Their preferred route is to try to turn the ambiguous and scarcely agreed Northern Irish Protocol into a device to keep the whole of the UK under EU rules and regulations. They forget their signature to Clause 13.8 of the Protocol which makes clear it can be clarified, superseded or dropped. That was put in there because the Protocol as drafted is contradictory and did  not represent a final settlement of the issues it tried to cover. They want to bury Clause 16 which allows the UK to make unilateral changes to enforce the parts of the Protocol the EU does not like – the measures to prevent diversion of GB trade and the measures to ensure the freedom of the UK internal market including NI. The EU refuses to adopt any negotiating mandate which could produce an answer or compromise. Instead they deliver idle threats and seem to delight in the damage they have done to  Northern Ireland politics and the Good Friday Agreement. The UK has tabled proposals which protect the EU’s single market, their alleged worry, whilst restoring UK trade to NI. The EU refuses to budge.

The EU sought to disrupt the UK’s independent vaccine policy when early investment and great research reached a good answer. They regularly threaten retaliation if we adopt any policy that they do not like which deviates from EU practice. They have allies and friends in the UK civil service and on the Opposition benches in Parliament who are looking for ways to thwart the government when it wants to change regulations, remove taxes or make other changes that could help UK prosperity and growth. The Treasury fights against any proposed VAT cut and delights in accepting the very dubious EU view that we could not cut VAT in Northern Ireland. All the time we were in the EU we were allowed to set different VAT impositions from the Republic and to fix different excise arrangements. The sums owing were not settled at a border post but by electronic transfers away from the borders.

The EU’s little helpers try to stop any repeal or amendment of EU laws and would like to smuggle  some of the latest efforts of the EU legislative machine into UK law by arguing they are necessary or desirable in their own right. The EU doubtless want to invent a new circle of EU control for states falling short of being full members, or it may just wish to lock the UK back in via an Association Agreement.
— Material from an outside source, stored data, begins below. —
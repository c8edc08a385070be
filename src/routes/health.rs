// ABOUTME: Health check route handler for service monitoring
// ABOUTME: Reports liveness with a timestamp, no authentication required
//
// SPDX-License-Identifier: MIT OR Apache-2.0
// Copyright (c) 2025 Pierre Fitness Intelligence

use crate::constants::endpoints;
use axum::{routing::get, Json, Router};

/// Health routes implementation
pub struct HealthRoutes;

impl HealthRoutes {
    /// Create the health check route
    pub fn routes() -> Router {
        async fn health_handler() -> Json<serde_json::Value> {
            Json(serde_json::json!({
                "status": "healthy",
                "timestamp": chrono::Utc::now().to_rfc3339()
            }))
        }

        Router::new().route(endpoints::HEALTH_CHECK, get(health_handler))
    }
}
Ministers who want to get on with improving the UK economy tell me they encounter plenty of official resistance as they seek to amend and repeal. They need to overrule and get on with it. The pro EU forces say we have to accept when we leave there will be downsides, and accept we need to follow EU rules to trade with them. I say there can be plenty of upsides if we cut free properly. You can always trade with them as many other countries do that are not members, through the World Trade Organisation’s most favoured nations rules. There is so much to win if we get on with setting our own laws and taxes. It is a strange institution that shows more flexibility towards Mr Putin over buying and paying for Russian gas than it does to the UK, a friend and ally, over internal trade within our own country.